The memory of kneeling on the ground while digging in the earth with her mother, some 76 years earlier was vivid. In long skirts and aprons, the pair dug a large hole in the fertile sod and lovingly interred the single bulb, which was the size of a cow patty. The bulb, mail ordered from distant lands, had arrived the previous day. Mama had told her it was an investment in the future.
On a trip to town to buy chicken scratch, Mama had seen a drawing of an elephant ear plant in a mail-order catalog. Having never seen an elephant or an elephant ear plant, she was intrigued. She wondered if the leaves were really as big as an elephant's ear. Mama saved pennies from the sweet potato harvest to buy the bulbs. Surely, with shade, water and care the plant would flourish.
And, flourish, it did. It grew and grew, and outgrew the children. The leaves were so large the girl child could have blanketed herself in them.

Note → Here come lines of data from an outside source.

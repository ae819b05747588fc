/*
 * SPDX-FileCopyrightText: 2025 UnionTech Software Technology Co., Ltd.
 *
 * SPDX-License-Identifier: GPL-2.0-or-later
 */
use crate::commands::sensor::cache::sensor_type_string;
use crate::ipmi::time::{ipmi_timestamp_numeric, IPMI_TIME_UNSPECIFIED};
use ipmi_macros::AsBytes;

pub const IPMI_SDR_VERSION: u8 = 0x51;

/// SDR record types
pub const SDR_RECORD_TYPE_FULL_SENSOR: u8 = 0x01;
pub const SDR_RECORD_TYPE_FRU_DEVICE_LOCATOR: u8 = 0x11;
pub const SDR_RECORD_TYPE_MC_DEVICE_LOCATOR: u8 = 0x12;
pub const SDR_RECORD_TYPE_OEM: u8 = 0xc0;

pub fn get_sdr_record_type_name(record_type: u8) -> &'static str {
    match record_type {
        SDR_RECORD_TYPE_FULL_SENSOR => "Full Sensor",
        SDR_RECORD_TYPE_FRU_DEVICE_LOCATOR => "FRU Device Locator",
        SDR_RECORD_TYPE_MC_DEVICE_LOCATOR => "MC Device Locator",
        SDR_RECORD_TYPE_OEM => "OEM",
        _ => "Unknown",
    }
}

// Operation support bits of Get SDR Repository Info
pub const SDR_OP_OVERFLOW: u8 = 0x80;
pub const SDR_OP_RESERVE: u8 = 0x02;
pub const SDR_OP_ALLOC_INFO: u8 = 0x01;

/// Get SDR Repository Info response
#[derive(AsBytes, Debug, Default, Clone, Copy, PartialEq)]
pub struct SdrRepositoryInfo {
    pub sdr_version: u8,
    pub record_count: u16,
    pub free_space: u16,
    pub recent_addition: u32,
    pub recent_erase: u32,
    pub operations: u8,
}

impl SdrRepositoryInfo {
    pub fn format_standard(&self) -> String {
        let yes_no = |flag: bool| if flag { "yes" } else { "no" };
        let stamp = |ts: u32| {
            if ts == 0 || ts == IPMI_TIME_UNSPECIFIED {
                "NA".to_string()
            } else {
                ipmi_timestamp_numeric(ts)
            }
        };

        let mut output = String::new();
        output.push_str(&format!(
            "SDR Version                         : 0x{:x}\n",
            self.sdr_version
        ));
        output.push_str(&format!(
            "Record Count                        : {}\n",
            self.record_count
        ));
        output.push_str("Free Space                          : ");
        match self.free_space {
            0x0000 => output.push_str("none (full)\n"),
            0xFFFF => output.push_str("unspecified\n"),
            0xFFFE => output.push_str("> 64Kb - 2 bytes\n"),
            _ => output.push_str(&format!("{} bytes\n", self.free_space)),
        }
        output.push_str(&format!(
            "Most recent Addition                : {}\n",
            stamp(self.recent_addition)
        ));
        output.push_str(&format!(
            "Most recent Erase                   : {}\n",
            stamp(self.recent_erase)
        ));
        output.push_str(&format!(
            "SDR overflow                        : {}\n",
            yes_no(self.operations & SDR_OP_OVERFLOW != 0)
        ));
        output.push_str(&format!(
            "Reserve SDR repository supported    : {}\n",
            yes_no(self.operations & SDR_OP_RESERVE != 0)
        ));
        output.push_str(&format!(
            "SDR Repository Alloc info supported : {}",
            yes_no(self.operations & SDR_OP_ALLOC_INFO != 0)
        ));
        output
    }
}

/// Get SDR Repository Allocation Info response
#[derive(AsBytes, Debug, Default, Clone, Copy, PartialEq)]
pub struct SdrAllocInfo {
    pub alloc_units: u16,
    pub alloc_unit_size: u16,
    pub free_units: u16,
    pub largest_free_blk: u16,
    pub max_record_size: u8,
}

impl SdrAllocInfo {
    pub fn format(&self) -> String {
        format!(
            "# of Alloc Units : {}\nAlloc Unit Size  : {}\n# Free Units     : {}\nLargest Free Blk : {}\nMax Record Size  : {}",
            self.alloc_units,
            self.alloc_unit_size,
            self.free_units,
            self.largest_free_blk,
            self.max_record_size
        )
    }
}

/// Common 5-byte record header
#[derive(AsBytes, Debug, Default, Clone, Copy, PartialEq)]
pub struct SdrRecordHeader {
    pub record_id: u16,
    pub sdr_version: u8,
    pub record_type: u8,
    pub record_length: u8,
}

pub const SDR_HEADER_SIZE: usize = 5;

// Sensor types (IPMI table 42-3)
pub const SENSOR_TYPE_RESERVED: u8 = 0x00;
pub const SENSOR_TYPE_TEMPERATURE: u8 = 0x01;
pub const SENSOR_TYPE_VOLTAGE: u8 = 0x02;
pub const SENSOR_TYPE_CURRENT: u8 = 0x03;
pub const SENSOR_TYPE_FAN: u8 = 0x04;
pub const SENSOR_TYPE_OTHER: u8 = 0x0b;

// Base units (IPMI table 43-15)
pub const SENSOR_UNIT_UNSPECIFIED: u8 = 0;
pub const SENSOR_UNIT_DEGREES_C: u8 = 1;
pub const SENSOR_UNIT_VOLTS: u8 = 4;
pub const SENSOR_UNIT_AMPS: u8 = 5;
pub const SENSOR_UNIT_WATTS: u8 = 6;
pub const SENSOR_UNIT_RPM: u8 = 18;

pub const EVENT_READING_TYPE_THRESHOLD: u8 = 0x01;

pub fn sensor_type_from_path(path: &str) -> u8 {
    match sensor_type_string(path) {
        "temperature" => SENSOR_TYPE_TEMPERATURE,
        "voltage" => SENSOR_TYPE_VOLTAGE,
        "current" => SENSOR_TYPE_CURRENT,
        "fan_tach" | "fan_pwm" => SENSOR_TYPE_FAN,
        "power" => SENSOR_TYPE_OTHER,
        _ => SENSOR_TYPE_RESERVED,
    }
}

pub fn sensor_units_from_path(path: &str) -> u8 {
    match sensor_type_string(path) {
        "temperature" => SENSOR_UNIT_DEGREES_C,
        "voltage" => SENSOR_UNIT_VOLTS,
        "current" => SENSOR_UNIT_AMPS,
        "fan_tach" => SENSOR_UNIT_RPM,
        "power" => SENSOR_UNIT_WATTS,
        _ => SENSOR_UNIT_UNSPECIFIED,
    }
}

/// Every sensor on the bus is a threshold sensor.
pub fn event_type_from_path(_path: &str) -> u8 {
    EVENT_READING_TYPE_THRESHOLD
}

#[cfg(test)]
mod tests {
    use super::*;

    #[test]
    fn test_repository_info_wire_layout() {
        let info = SdrRepositoryInfo {
            sdr_version: IPMI_SDR_VERSION,
            record_count: 8,
            free_space: 0xffff,
            recent_addition: IPMI_TIME_UNSPECIFIED,
            recent_erase: 0x01020304,
            operations: SDR_OP_OVERFLOW | SDR_OP_RESERVE | SDR_OP_ALLOC_INFO,
        };
        let bytes = info.to_le_bytes();
        assert_eq!(
            bytes,
            vec![0x51, 8, 0, 0xff, 0xff, 0xff, 0xff, 0xff, 0xff, 4, 3, 2, 1, 0x83]
        );
        assert_eq!(SdrRepositoryInfo::from_le_bytes(&bytes), Ok(info));
        let text = info.format_standard();
        assert!(text.contains("Record Count                        : 8"));
        assert!(text.contains("Most recent Addition                : NA"));
        assert!(text.contains("SDR overflow                        : yes"));
    }

    #[test]
    fn test_path_tables() {
        let path = "/xyz/openbmc_project/sensors/fan_tach/Fan_1";
        assert_eq!(sensor_type_from_path(path), SENSOR_TYPE_FAN);
        assert_eq!(sensor_units_from_path(path), SENSOR_UNIT_RPM);
        assert_eq!(
            sensor_units_from_path("/xyz/openbmc_project/sensors/fan_pwm/Pwm_1"),
            SENSOR_UNIT_UNSPECIFIED
        );
        assert_eq!(
            sensor_type_from_path("/xyz/openbmc_project/sensors/power/PSU1_Input"),
            SENSOR_TYPE_OTHER
        );
        assert_eq!(sensor_type_from_path("/xyz/openbmc_project/sensors/humidity/x"), 0);
    }

    #[test]
    fn test_header_parse() {
        let header = SdrRecordHeader::from_le_bytes(&[0x07, 0x00, 0x51, 0x12, 0x1b]).unwrap();
        assert_eq!(header.record_id, 7);
        assert_eq!(get_sdr_record_type_name(header.record_type), "MC Device Locator");
        assert!(SdrRecordHeader::from_le_bytes(&[0x07]).is_err());
    }
}
/*
 * SPDX-FileCopyrightText: 2025 UnionTech Software Technology Co., Ltd.
 *
 * SPDX-License-Identifier: GPL-2.0-or-later
 */
mod cli;
use clap::Parser;
use cli::{Cli, GlobalArgs, MainCommand};
use std::error::Error;
use std::process::ExitCode;

use utipmi_sdrsel::commands::sdr::ipmi_sdr_main;
use utipmi_sdrsel::commands::sel::ipmi_sel_main;
use utipmi_sdrsel::commands::sensor::{ipmi_sensor_main, SensorCommand};
use utipmi_sdrsel::commands::dispatch;
use utipmi_sdrsel::config::ResponderConfig;
use utipmi_sdrsel::error::{val2str, COMPLETION_CODE_VALS};
use utipmi_sdrsel::helper::buf2str;
use utipmi_sdrsel::ipmi::context::{LogHook, NoopRotation, ResponderContext};
use utipmi_sdrsel::ipmi::ipmi::IpmiRequest;
use utipmi_sdrsel::ipmi::snapshot::SnapshotBus;
use utipmi_sdrsel::{debug2, logging};

fn build_context(global: &GlobalArgs) -> Result<ResponderContext, Box<dyn Error>> {
    let bus = match &global.snapshot {
        Some(path) => {
            debug2!("Loading bus snapshot {}", path.display());
            SnapshotBus::load(path)?
        }
        None => SnapshotBus::default(),
    };
    let config = ResponderConfig::builder()
        .with_sel_log_dir(&global.sel_dir)
        .with_sel_log_filename(&global.sel_file)
        .with_sel_erase_time_file(&global.erase_file);
    Ok(ResponderContext::new(
        config,
        Box::new(bus.clone()),
        Box::new(bus),
        Box::new(LogHook::new()),
        Box::new(NoopRotation),
    ))
}

fn ipmi_raw_main(ctx: &mut ResponderContext, netfn: u8, cmd: u8, data: Vec<u8>) -> Result<(), Box<dyn Error>> {
    let req = IpmiRequest { netfn, cmd, data };
    let rsp = dispatch(ctx, &req);
    if !rsp.is_ok() {
        return Err(format!(
            "Unable to send RAW command (netfn=0x{:x} cmd=0x{:x} rsp=0x{:x}): {}",
            netfn,
            cmd,
            rsp.ccode,
            val2str(rsp.ccode, &COMPLETION_CODE_VALS)
        )
        .into());
    }
    println!(" {}", buf2str(&rsp.data));
    Ok(())
}

fn main() -> ExitCode {
    let cli = Cli::parse();
    logging::setup_logger(cli.global.verbose);

    let mut ctx = match build_context(&cli.global) {
        Ok(ctx) => ctx,
        Err(e) => {
            log::error!("Unable to set up responder: {}", e);
            return ExitCode::FAILURE;
        }
    };

    let result = match cli.command {
        MainCommand::Raw { netfn, cmd, data } => ipmi_raw_main(&mut ctx, netfn, cmd, data),
        MainCommand::Sensor { subcmd } => {
            let command = subcmd.unwrap_or(SensorCommand::List);
            ipmi_sensor_main(command, &mut ctx)
        }
        MainCommand::Sdr { subcmd } => ipmi_sdr_main(subcmd, &mut ctx),
        MainCommand::Sel { subcmd } => ipmi_sel_main(subcmd, &mut ctx),
    };

    match result {
        Ok(()) => ExitCode::SUCCESS,
        Err(e) => {
            log::error!("Error: {}", e);
            ExitCode::FAILURE
        }
    }
}
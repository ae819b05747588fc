/*
 * SPDX-FileCopyrightText: 2025 UnionTech Software Technology Co., Ltd.
 *
 * SPDX-License-Identifier: GPL-2.0-or-later
 */
use crate::commands::sdr::types::{event_type_from_path, sensor_type_from_path};
use crate::error::{IpmiError, IpmiResult};
use crate::ipmi::time::{ipmi_timestamp_numeric, parse_log_timestamp, IPMI_TIME_UNSPECIFIED};
use ipmi_macros::AsBytes;
use log::warn;

pub const SEL_RECORD_TYPE_SYSTEM_EVENT: u8 = 0x02;
pub const SEL_OEM_TS_FIRST: u8 = 0xc0;
pub const SEL_OEM_TS_LAST: u8 = 0xdf;
pub const SEL_OEM_NOTS_FIRST: u8 = 0xe0;

pub const SEL_SYSTEM_EVENT_DATA_LEN: usize = 3;
pub const SEL_OEM_TS_DATA_LEN: usize = 9;
pub const SEL_OEM_NOTS_DATA_LEN: usize = 13;

/// Event message revision stamped on system events read back from the log.
pub const SEL_EVM_REV: u8 = 0x04;
const EVENT_DIR_DEASSERT: u8 = 0x80;

#[derive(AsBytes, Debug, Default, Clone, Copy, PartialEq)]
pub struct StandardSpecSelRec {
    pub timestamp: u32,
    pub gen_id: u16,
    pub evm_rev: u8,
    pub sensor_type: u8,
    pub sensor_num: u8,
    /// 7 bits event type, bit 7 event direction
    pub event_flag: u8,
    pub event_data: [u8; SEL_SYSTEM_EVENT_DATA_LEN],
}

impl StandardSpecSelRec {
    pub fn event_type(&self) -> u8 {
        self.event_flag & 0x7f
    }

    /// true for a deassertion
    pub fn event_dir(&self) -> bool {
        self.event_flag & EVENT_DIR_DEASSERT != 0
    }
}

#[derive(AsBytes, Debug, Default, Clone, Copy, PartialEq)]
pub struct OemTsSpecSelRec {
    pub timestamp: u32,
    pub oem_defined: [u8; SEL_OEM_TS_DATA_LEN],
}

#[derive(AsBytes, Debug, Default, Clone, Copy, PartialEq)]
pub struct OemNotsSpecSelRec {
    pub oem_defined: [u8; SEL_OEM_NOTS_DATA_LEN],
}

/// Record body by record-type range.
#[derive(Debug, Clone, Copy, PartialEq)]
pub enum SelType {
    Standard(StandardSpecSelRec),
    OemTimestamped(OemTsSpecSelRec),
    OemNonTimestamped(OemNotsSpecSelRec),
}

/// One 16-byte SEL record.
#[derive(Debug, Clone, Copy, PartialEq)]
pub struct SelEventRecord {
    pub record_id: u16,
    pub record_type: u8,
    pub sel_type: SelType,
}

pub const SEL_RECORD_SIZE: usize = 16;

impl SelEventRecord {
    pub fn to_le_bytes(&self) -> Vec<u8> {
        let mut out = Vec::with_capacity(SEL_RECORD_SIZE);
        out.extend_from_slice(&self.record_id.to_le_bytes());
        out.push(self.record_type);
        match &self.sel_type {
            SelType::Standard(rec) => out.extend(rec.to_le_bytes()),
            SelType::OemTimestamped(rec) => out.extend(rec.to_le_bytes()),
            SelType::OemNonTimestamped(rec) => out.extend(rec.to_le_bytes()),
        }
        out
    }

    pub fn from_le_bytes(data: &[u8]) -> Result<Self, &'static str> {
        if data.len() != SEL_RECORD_SIZE {
            return Err("SEL record must be 16 bytes");
        }
        let record_id = u16::from_le_bytes([data[0], data[1]]);
        let record_type = data[2];
        let body = &data[3..];
        let sel_type = match record_type {
            SEL_OEM_TS_FIRST..=SEL_OEM_TS_LAST => {
                SelType::OemTimestamped(OemTsSpecSelRec::from_le_bytes(body)?)
            }
            SEL_OEM_NOTS_FIRST..=0xff => {
                SelType::OemNonTimestamped(OemNotsSpecSelRec::from_le_bytes(body)?)
            }
            _ => SelType::Standard(StandardSpecSelRec::from_le_bytes(body)?),
        };
        Ok(Self {
            record_id,
            record_type,
            sel_type,
        })
    }

    pub fn timestamp(&self) -> Option<u32> {
        match &self.sel_type {
            SelType::Standard(rec) => Some(rec.timestamp),
            SelType::OemTimestamped(rec) => Some(rec.timestamp),
            SelType::OemNonTimestamped(_) => None,
        }
    }

    /// One `ipmitool sel list` style line.
    pub fn format_list(&self) -> String {
        let stamp = match self.timestamp() {
            Some(IPMI_TIME_UNSPECIFIED) | None => "Unspecified".to_string(),
            Some(ts) if ts < 0x20000000 => format!("Pre-Init {:010}", ts),
            Some(ts) => ipmi_timestamp_numeric(ts),
        };
        match &self.sel_type {
            SelType::Standard(rec) => format!(
                "{:>4x} | {} | Sensor type 0x{:02x} #0x{:02x} | event type 0x{:02x} | data {} | {}",
                self.record_id,
                stamp,
                rec.sensor_type,
                rec.sensor_num,
                rec.event_type(),
                hex::encode_upper(rec.event_data),
                if rec.event_dir() { "Deasserted" } else { "Asserted" }
            ),
            SelType::OemTimestamped(rec) => format!(
                "{:>4x} | {} | OEM record {:02x} | {}",
                self.record_id,
                stamp,
                self.record_type,
                hex::encode_upper(rec.oem_defined)
            ),
            SelType::OemNonTimestamped(rec) => format!(
                "{:>4x} | OEM record {:02x} | {}",
                self.record_id,
                self.record_type,
                hex::encode_upper(rec.oem_defined)
            ),
        }
    }
}

/// Fields of one log line:
/// `<timestamp> <id>,<type>,<hex data>[,<generator>,<sensor path>,<asserted>]`.
#[derive(Debug, Clone, PartialEq)]
pub struct SelLogEntry {
    pub timestamp: String,
    pub record_id: u16,
    pub record_type: u8,
    pub event_data: Vec<u8>,
    pub generator_id: Option<String>,
    pub sensor_path: Option<String>,
    pub direction: Option<String>,
}

/// Hex pairs; a trailing odd digit is read as its own byte.
fn decode_event_data(text: &str) -> IpmiResult<Vec<u8>> {
    if !text.is_ascii() {
        return Err(IpmiError::Unspecified(format!("bad SEL event data {}", text)));
    }
    let split = text.len() - text.len() % 2;
    let (pairs, tail) = text.split_at(split);
    let mut data = hex::decode(pairs)
        .map_err(|e| IpmiError::Unspecified(format!("bad SEL event data {}: {}", text, e)))?;
    if !tail.is_empty() {
        let last = u8::from_str_radix(tail, 16)
            .map_err(|e| IpmiError::Unspecified(format!("bad SEL event data {}: {}", text, e)))?;
        data.push(last);
    }
    Ok(data)
}

impl SelLogEntry {
    pub fn parse(line: &str) -> IpmiResult<Self> {
        let bad = |what: &str| IpmiError::Unspecified(format!("{} in SEL line '{}'", what, line));
        let (timestamp, rest) = line.split_once(' ').ok_or_else(|| bad("no timestamp"))?;
        // empty fields collapse, as the logger may pad them
        let fields: Vec<&str> = rest
            .trim_start_matches(' ')
            .split(',')
            .filter(|field| !field.is_empty())
            .collect();
        if fields.len() < 3 {
            return Err(bad("too few fields"));
        }
        let record_id = fields[0].trim().parse::<u16>().map_err(|_| bad("bad record id"))?;
        let record_type =
            u8::from_str_radix(fields[1].trim(), 16).map_err(|_| bad("bad record type"))?;
        let event_data = decode_event_data(fields[2].trim())?;
        let extra = |i: usize| (fields.len() >= 6).then(|| fields[i].trim().to_string());

        Ok(Self {
            timestamp: timestamp.to_string(),
            record_id,
            record_type,
            event_data,
            generator_id: extra(3),
            sensor_path: extra(4),
            direction: extra(5),
        })
    }

    fn data<const N: usize>(&self) -> [u8; N] {
        let mut out = [0u8; N];
        let n = self.event_data.len().min(N);
        out[..n].copy_from_slice(&self.event_data[..n]);
        out
    }

    fn timestamp_value(&self) -> u32 {
        parse_log_timestamp(&self.timestamp).unwrap_or(IPMI_TIME_UNSPECIFIED)
    }

    /// Binary record. `sensor_number` maps a sensor path to its number.
    pub fn to_record<F>(&self, sensor_number: F) -> IpmiResult<SelEventRecord>
    where
        F: FnOnce(&str) -> Option<u8>,
    {
        let sel_type = match self.record_type {
            SEL_RECORD_TYPE_SYSTEM_EVENT => {
                let mut rec = StandardSpecSelRec {
                    timestamp: self.timestamp_value(),
                    evm_rev: SEL_EVM_REV,
                    sensor_num: 0xff,
                    event_data: self.data(),
                    ..Default::default()
                };
                if let (Some(generator), Some(path), Some(direction)) =
                    (&self.generator_id, &self.sensor_path, &self.direction)
                {
                    rec.gen_id = u16::from_str_radix(generator, 16).unwrap_or_else(|_| {
                        warn!("Invalid Generator ID {}", generator);
                        0
                    });
                    rec.sensor_type = sensor_type_from_path(path);
                    rec.sensor_num = sensor_number(path).unwrap_or(0xff);
                    rec.event_flag = event_type_from_path(path) & 0x7f;
                    match direction.parse::<u32>() {
                        Ok(0) => rec.event_flag |= EVENT_DIR_DEASSERT,
                        Ok(_) => {}
                        Err(_) => warn!("Invalid Event Direction {}", direction),
                    }
                }
                SelType::Standard(rec)
            }
            SEL_OEM_TS_FIRST..=SEL_OEM_TS_LAST => SelType::OemTimestamped(OemTsSpecSelRec {
                timestamp: self.timestamp_value(),
                oem_defined: self.data(),
            }),
            SEL_OEM_NOTS_FIRST..=0xff => SelType::OemNonTimestamped(OemNotsSpecSelRec {
                oem_defined: self.data(),
            }),
            other => {
                return Err(IpmiError::Unspecified(format!(
                    "unsupported SEL record type 0x{:02x}",
                    other
                )))
            }
        };
        Ok(SelEventRecord {
            record_id: self.record_id,
            record_type: self.record_type,
            sel_type,
        })
    }
}

#[cfg(test)]
mod tests {
    use super::*;

    const AMBIENT: &str = "/xyz/openbmc_project/sensors/temperature/ambient";

    #[test]
    fn test_parse_system_event() {
        let line = format!("2024-05-01T10:00:00.000000+00:00 7,2,A1B2C3FF,20,{},0", AMBIENT);
        let entry = SelLogEntry::parse(&line).unwrap();
        assert_eq!(entry.record_id, 7);
        assert_eq!(entry.record_type, 2);
        assert_eq!(entry.event_data, vec![0xa1, 0xb2, 0xc3, 0xff]);

        let record = entry.to_record(|path| (path == AMBIENT).then_some(3)).unwrap();
        let bytes = record.to_le_bytes();
        assert_eq!(bytes.len(), SEL_RECORD_SIZE);
        let SelType::Standard(rec) = record.sel_type else {
            panic!("not a system event");
        };
        assert_eq!(rec.timestamp, 1714557600);
        assert_eq!(rec.gen_id, 0x20);
        assert_eq!(rec.evm_rev, 0x04);
        assert_eq!((rec.sensor_type, rec.sensor_num), (0x01, 3));
        assert_eq!(rec.event_type(), 0x01);
        assert!(rec.event_dir());
        // only three data bytes fit
        assert_eq!(rec.event_data, [0xa1, 0xb2, 0xc3]);
        assert_eq!(&bytes[..3], &[7, 0, 2]);
        assert_eq!(bytes[12], 0x81);
        assert_eq!(SelEventRecord::from_le_bytes(&bytes), Ok(record));
    }

    #[test]
    fn test_system_event_without_sensor() {
        let entry = SelLogEntry::parse("2024-05-01T10:00:00+00:00 3,02,0102").unwrap();
        let record = entry.to_record(|_| Some(1)).unwrap();
        let SelType::Standard(rec) = record.sel_type else {
            panic!("not a system event");
        };
        assert_eq!(rec.sensor_num, 0xff);
        assert_eq!(rec.gen_id, 0);
        assert!(!rec.event_dir());
        assert_eq!(rec.event_data, [1, 2, 0]);
    }

    #[test]
    fn test_oem_records() {
        let entry = SelLogEntry::parse("garbage 4,C1,0102030405060708090A0B").unwrap();
        let record = entry.to_record(|_| None).unwrap();
        let bytes = record.to_le_bytes();
        // unparsable timestamp
        assert_eq!(&bytes[3..7], &[0xff; 4]);
        assert_eq!(&bytes[7..], &[1, 2, 3, 4, 5, 6, 7, 8, 9]);

        let entry = SelLogEntry::parse("2024-05-01T10:00:00 5,E0,0102030").unwrap();
        assert_eq!(entry.event_data, vec![1, 2, 3, 0]);
        let bytes = entry.to_record(|_| None).unwrap().to_le_bytes();
        assert_eq!(&bytes[3..8], &[1, 2, 3, 0, 0]);
        assert_eq!(bytes.len(), SEL_RECORD_SIZE);
    }

    #[test]
    fn test_malformed_lines() {
        assert!(SelLogEntry::parse("no-space-here").is_err());
        assert!(SelLogEntry::parse("2024-05-01T10:00:00 5,E0").is_err());
        assert!(SelLogEntry::parse("2024-05-01T10:00:00 x,E0,00").is_err());
        assert!(SelLogEntry::parse("2024-05-01T10:00:00 5,E0,ZZ").is_err());
        let entry = SelLogEntry::parse("2024-05-01T10:00:00 5,10,00").unwrap();
        assert!(matches!(entry.to_record(|_| None), Err(IpmiError::Unspecified(_))));
    }

    #[test]
    fn test_non_ascii_event_data() {
        assert!(matches!(
            SelLogEntry::parse("2024-05-01T10:00:00 5,E0,aé"),
            Err(IpmiError::Unspecified(_))
        ));
        assert!(matches!(
            SelLogEntry::parse("2024-05-01T10:00:00 5,E0,0é"),
            Err(IpmiError::Unspecified(_))
        ));
    }
}
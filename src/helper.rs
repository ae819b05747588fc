/*
 * SPDX-FileCopyrightText: 2025 UnionTech Software Technology Co., Ltd.
 *
 * SPDX-License-Identifier: GPL-2.0-or-later
 */
pub fn buf2str(data: &[u8]) -> String {
    data.iter()
        .map(|byte| format!("{:02x}", byte))
        .collect::<Vec<_>>()
        .join(" ")
}

/// Parse `0x1f`, `1f h` style hex or plain decimal, the way ipmitool
/// accepts numeric arguments.
pub fn str2u32(text: &str) -> Result<u32, String> {
    let text = text.trim();
    let parsed = if let Some(hex) = text.strip_prefix("0x").or_else(|| text.strip_prefix("0X")) {
        u32::from_str_radix(hex, 16)
    } else {
        text.parse::<u32>()
    };
    parsed.map_err(|_| format!("Numeric argument required; got '{}'", text))
}

pub fn str2u8(text: &str) -> Result<u8, String> {
    let value = str2u32(text)?;
    u8::try_from(value).map_err(|_| format!("Value out of range for a byte: '{}'", text))
}

pub fn str2u16(text: &str) -> Result<u16, String> {
    let value = str2u32(text)?;
    u16::try_from(value).map_err(|_| format!("Value out of range for a 16-bit field: '{}'", text))
}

Papa had teasingly said that the two females had loved that plant just as much as a pet and called it their pet elephant.
The years spun a web of memories of the old home place; the farm, the well, the trees, horses and mostly the flower garden. All memories of those tender times were entwined with the growth and dying back each year of the elephant ear plant. Each spring the new sprouts stirred thoughts of how much she had grown. Would she finally be big enough to stand taller than one of the leaves? Year after year she measured her own growth by the height of the biggest leaf.
Each fall, she and Mama would, just before the first frost as predicted by the Farmer's Almanac, cut the leaves and carefully cover the stalks with an old quilt that become known as the elephant quilt. Papa took this occasion to lovingly bedevil his girls about having a special blanket for the elephant when they had few enough quilts and blankets to keep the children warm.
Each spring his girls would brush back the leaves, remove the quilt, and watch for sprouts. And, each year as the perpetual sign of rebirth, the trusted elephant plant would surface, reminding them of time passing.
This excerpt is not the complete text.